Prediction markets derive their predictive value from the crowd (a.k.a. wisdom of the crowd). An example given by Suroweicki (2004): “If one asks a large enough number of people to guess the number of jelly beans in a jar, the averaged answer is likely to be very close to the correct number.” But how’s this theory used in practice?
Prediction markets are very applicable to political elections, and an important election is coming up. On the 8th of November a new president will be chosen in the USA. Hillary Clinton running as the democratic candidate, and Donald Trump for the republicans. In the images below the prediction markets for the presidential candidates are shown. What can we infer from this?
Source: http://predictwise.com/politics/2016-president-winner
The upper graph shows the probability of Clinton and Trump winning the presidential elections. The market predicts that at this moment, Clinton has a probability of 87% of becoming the (first female) president. Her probability of becoming president increased sharply after the first televised debate, as well as today’s news about Trump’s opinion towards women. The changes in the probabilities for Clinton winning can be seen more clearly in the graph below. The question underlying these probabilities is as follows: how much are you willing to pay to receive one dollar if Hillary Clinton is elected president? And vice versa: how much are you willing to pay to receive one dollar if Donald Trump is elected president? The dollar amounts (willingness to pay) the market reflects is the probability the crowd assigns to an event to occur.
Source: http://predictwise.com/politics/2016-president-winner
According to the market, Trump only has a chance of 13% of becoming the next president of the USA. What would your advice be based on the information above? Should Trump suspend his campaign or is the crowd not getting it right this time?
References:
Surowiecki, R. (2004) Available at: http://www.diplomacy.edu/resources/books/reviews/wisdom-crowds-why-many-are-smarter-few
Dear David, thank you for your blog! While I truly hope that prediction markets are correct (which they have proven to be), I still wonder what will happen in the elections. Also, can only US citizins take part in the prediction markets you used as examples? Or can anyone around the world join?
Based on the article we had to read for IS, I believe prediction markets are a good indicator of what will happen during the elections. My advice based on the information above would be for Hillary to continue her campaign and convince more people to vote for her, as to limit the chance of Trump winning. While I hope the crowd is getting it right, I doubt Trump will stop his campaign solely based on prediction markets. Since prediction markets have been proven to be a good indicator, tho, it would very much come as a surprise to me if Trump was elected. However, Brexit for example also came as a surprise, so I guess we will just have to wait and see on the 8th of November…
Dear David thank you for your interesting blog post. Although you mentioned in your blog that according to the market Trump only has a 13% chance of being elected, I do think that the poll average is closer.
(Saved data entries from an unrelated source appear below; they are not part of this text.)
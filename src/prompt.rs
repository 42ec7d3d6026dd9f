use colored::Colorize;

use crate::{
    error::AppError,
    origin,
    profile::Profile,
    resolve::Prompter,
    storage::ProfileStore,
    validation::{parse_yes_no, prompt_until_valid, validate_email, validate_name, validate_profile_name},
};

/// Asks a yes/no question until the answer parses
pub fn ask_yes_no(question: &str) -> Result<bool, AppError> {
    prompt_until_valid(&format!("{} (y/n):", question.blue()), None, parse_yes_no)
}

/// Asks for a profile name not in `taken`
pub fn ask_profile_name(taken: &[String]) -> Result<String, AppError> {
    prompt_until_valid(&format!("{}", "Profile name:".blue()), None, |input| {
        validate_profile_name(input)?;
        check_name_free(input, taken)?;
        Ok(input.to_string())
    })
}

/// Fails when `profile_name` is already used by another profile
pub fn check_name_free(profile_name: &str, taken: &[String]) -> Result<(), AppError> {
    if taken.iter().any(|name| name == profile_name) {
        return Err(AppError::Validation(format!("Profile {profile_name} already exists")));
    }
    Ok(())
}

pub fn ask_name(default: Option<&str>) -> Result<String, AppError> {
    prompt_until_valid(&format!("{}", "Name:".blue()), default, |input| {
        validate_name(input)?;
        Ok(input.to_string())
    })
}

pub fn ask_email(default: Option<&str>) -> Result<String, AppError> {
    prompt_until_valid(&format!("{}", "E-mail:".blue()), default, |input| {
        validate_email(input)?;
        Ok(input.to_string())
    })
}

/// Asks for a signing key, an empty answer keeps `default`
pub fn ask_signing_key(default: Option<&str>) -> Result<Option<String>, AppError> {
    let message = match default {
        Some(key) => format!("Signing key (enter to keep {key}):"),
        None => "Signing key (enter to skip):".to_string(),
    };
    prompt_until_valid(&format!("{}", message.blue()), None, |input| {
        Ok(if input.is_empty() { default.map(str::to_string) } else { Some(input.to_string()) })
    })
}

/// Asks for an origin and normalizes the answer to a host
pub fn ask_origin(default: Option<&str>) -> Result<String, AppError> {
    prompt_until_valid(&format!("{}", "Origin:".blue()), default, |input| {
        let host = origin::normalize(input);
        if host.is_empty() {
            return Err(AppError::Validation("Origin cannot be empty".to_string()));
        }
        Ok(host.to_string())
    })
}

/// Prints profiles separated by blank lines
pub fn print_profiles<'a>(profiles: impl IntoIterator<Item = &'a Profile>) {
    for profile in profiles {
        println!("{profile}\n");
    }
}

/// [`Prompter`] reading from the terminal
pub struct TerminalPrompter {
    taken: Vec<String>,
    listed: bool,
}

impl TerminalPrompter {
    /// Prompter that refuses profile names already in `store`
    pub fn new(store: &ProfileStore) -> Self {
        Self {
            taken: store.all().iter().map(|p| p.profile_name.clone()).collect(),
            listed: false,
        }
    }
}

impl Prompter for TerminalPrompter {
    fn confirm_create(&mut self, origin: &str) -> Result<bool, AppError> {
        println!("{} {}", "No profiles found for origin".yellow(), origin);
        ask_yes_no("Would you like to create a new one?")
    }

    fn create_profile(&mut self, origin: &str) -> Result<Profile, AppError> {
        let profile_name: String = ask_profile_name(&self.taken)?;
        let name: String = ask_name(None)?;
        let email: String = ask_email(None)?;
        let signing_key: Option<String> = ask_signing_key(None)?;
        Ok(Profile { profile_name, name, email, origin: origin.to_string(), signing_key })
    }

    fn choose_profile(&mut self, candidates: &[Profile]) -> Result<String, AppError> {
        if !self.listed {
            println!("{}", "Multiple profiles found for this origin".yellow());
            print_profiles(candidates);
            self.listed = true;
        }
        Ok(inquire::Text::new(&format!("{}", "Please pick a profile (enter the profile name):".blue()))
            .prompt()?)
    }

    fn reject_choice(&mut self, _input: &str) {
        println!("{}", "Invalid choice. Please try again.".red());
    }
}

#[cfg(test)]
mod tests {
    use super::*;

    #[test]
    fn taken_names_are_refused() {
        let taken = vec!["work".to_string(), "home".to_string()];
        assert!(check_name_free("oss", &taken).is_ok());
        assert!(matches!(check_name_free("work", &taken), Err(AppError::Validation(_))));
    }

    #[test]
    fn prompter_snapshots_store_names() {
        let dir = tempfile::tempdir().unwrap();
        let mut store = ProfileStore::open(dir.path().join("profiles.json")).unwrap();
        store
            .add(Profile {
                profile_name: "work".to_string(),
                name: "W".to_string(),
                email: "w@x.com".to_string(),
                origin: "x.com".to_string(),
                signing_key: None,
            })
            .unwrap();

        let prompter = TerminalPrompter::new(&store);
        assert_eq!(prompter.taken, ["work"]);
        assert!(!prompter.listed);
    }
}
Therefore I don’t think that Trump will be willing to stop his campaign because of the market predictions. Nonetheless, history has proven that the market is a good indicator and I truly hope that this is also the case for the upcoming election. I wonder how close the results will be.
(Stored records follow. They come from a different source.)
/// Reduces a remote URL to the host part used to match profiles.
///
/// Handles `https://`, `http://` and scp-like `git@host:path` remotes. Anything
/// else is cut at the first `/`. Never fails; malformed input yields whatever
/// substring survives.
pub fn normalize(raw_url: &str) -> &str {
    let url = raw_url.trim();

    let host = if let Some(rest) = url.strip_prefix("https://") {
        rest
    } else if let Some(rest) = url.strip_prefix("http://") {
        rest
    } else if let Some(rest) = url.strip_prefix("git@") {
        rest.split_once(':').map_or(rest, |(host, _)| host)
    } else {
        url
    };

    host.split_once('/').map_or(host, |(host, _)| host)
}

#[cfg(test)]
mod tests {
    use super::normalize;

    #[test]
    fn strips_https_scheme_and_path() {
        assert_eq!(normalize("https://github.com/u/r.git"), "github.com");
    }

    #[test]
    fn strips_http_scheme_and_path() {
        assert_eq!(normalize("http://x.org/a/b"), "x.org");
    }

    #[test]
    fn scp_like_remote() {
        assert_eq!(normalize("git@gitlab.com:u/r.git"), "gitlab.com");
    }

    #[test]
    fn trailing_newline_from_git_output() {
        assert_eq!(normalize("https://codeberg.org/me/repo\n"), "codeberg.org");
    }

    #[test]
    fn bare_host_passes_through() {
        assert_eq!(normalize("example.com"), "example.com");
    }

    #[test]
    fn unknown_scheme_is_best_effort() {
        // ssh:// is not special-cased, so everything before the first '/' remains
        assert_eq!(normalize("ssh://git@host.xz/repo"), "ssh:");
        assert_eq!(normalize(""), "");
    }

    #[test]
    fn port_is_kept_for_https() {
        assert_eq!(normalize("https://git.local:8443/team/repo.git"), "git.local:8443");
    }
}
Predictions move over time, and the crowd has it wrong from time to time. A very good recent example of this is the referendum whether Britain will remain a member of the European Union or not. The prediction markets expected the chance for Britain to remain in the EU to be well over 90% (http://andrewgelman.com/wp-content/uploads/2016/06/brexit-bremain.png) up untill the actual day of the referendum. Yet, as we all know, the leave camp won in the end. I would therefore not suggest Trump to suspend his campaign. Crowds can get it wrong from time to time.
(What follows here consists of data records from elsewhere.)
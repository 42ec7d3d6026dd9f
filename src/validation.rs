use colored::Colorize;
use inquire::Text;
use validator::ValidateEmail;

use crate::{error::AppError, menu::BACK_OPTION};

/// Maximum length for a profile name
const MAX_PROFILE_NAME_LENGTH: usize = 30;
/// Maximum length for Git username
const MAX_NAME_LENGTH: usize = 100;
/// Maximum length for Git email address
const MAX_EMAIL_LENGTH: usize = 100;

/// Prompts user for input until valid input is provided
///
/// Validation errors are printed and the prompt repeats; any other error ends the loop.
///
/// # Arguments
/// * `prompt_message` - Text shown before the cursor
/// * `default` - Value returned for an empty answer
/// * `input_validation` - Turns raw input into the accepted value
pub fn prompt_until_valid<T, F>(
    prompt_message: &str,
    default: Option<&str>,
    input_validation: F,
) -> Result<T, AppError>
where
    F: Fn(&str) -> Result<T, AppError>,
{
    loop {
        let mut text = Text::new(prompt_message);
        if let Some(default) = default {
            text = text.with_default(default);
        }
        let input: String = text.prompt()?;
        match input_validation(input.trim()) {
            Ok(value) => break Ok(value),
            Err(AppError::Validation(msg)) => println!("{}", msg.red()),
            Err(e) => return Err(e),
        }
    }
}

/// Parses a yes/no answer
pub fn parse_yes_no(input: &str) -> Result<bool, AppError> {
    match input.trim().to_lowercase().as_str() {
        "y" | "yes" => Ok(true),
        "n" | "no" => Ok(false),
        _ => Err(AppError::Validation("Invalid choice. Choices are (y/n)".to_string())),
    }
}

// Validate input helper functions

/// Validates a profile name
pub fn validate_profile_name(profile_name: &str) -> Result<(), AppError> {
    if profile_name.is_empty() {
        Err(AppError::Validation("Profile name cannot be empty".to_string()))
    } else if profile_name.chars().count() > MAX_PROFILE_NAME_LENGTH {
        Err(AppError::Validation(format!("Profile name too long (max {MAX_PROFILE_NAME_LENGTH} characters)")))
    } else if profile_name.chars().any(char::is_whitespace) {
        Err(AppError::Validation("Profile name cannot contain whitespace".to_string()))
    } else if profile_name == BACK_OPTION {
        Err(AppError::Validation(format!("Profile name cannot be '{BACK_OPTION}'")))
    } else {
        Ok(())
    }
}

/// Validates a git username
pub fn validate_name(name: &str) -> Result<(), AppError> {
    if name.is_empty() {
        Err(AppError::Validation("Name cannot be empty".to_string()))
    } else if name.chars().count() > MAX_NAME_LENGTH {
        Err(AppError::Validation(format!("Name too long (max {MAX_NAME_LENGTH} characters)")))
    } else {
        Ok(())
    }
}

/// Validates email input
pub fn validate_email(email: &str) -> Result<(), AppError> {
    if email.is_empty() {
        Err(AppError::Validation("Email cannot be empty".to_string()))
    } else if email.len() > MAX_EMAIL_LENGTH {
        Err(AppError::Validation(format!("Email too long (max {MAX_EMAIL_LENGTH} characters)")))
    } else if !email.validate_email() {
        Err(AppError::Validation("Invalid email format".to_string()))
    } else {
        Ok(())
    }
}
Hi David, prediction algorithms are indeed really cool. We should however be careful to focus too much on those predictions. The most recent example where algorithms were completely off the track was during the Brexit referendum. All polls indicated that the UK wouldn’t withdraw from the European Union, and everyone knows what happened in the end.
Political polls are always difficult. Some subgroups in the population are not willing/able to participate in the polls, which is also happening in the Netherlands now. Some say that the DENK party will receive a considerable amount of votes, but the polls cannot confirm this due to the lack of Islamic/Turkish respondent. Therefore prediction models should be interpreted carefully in some cases!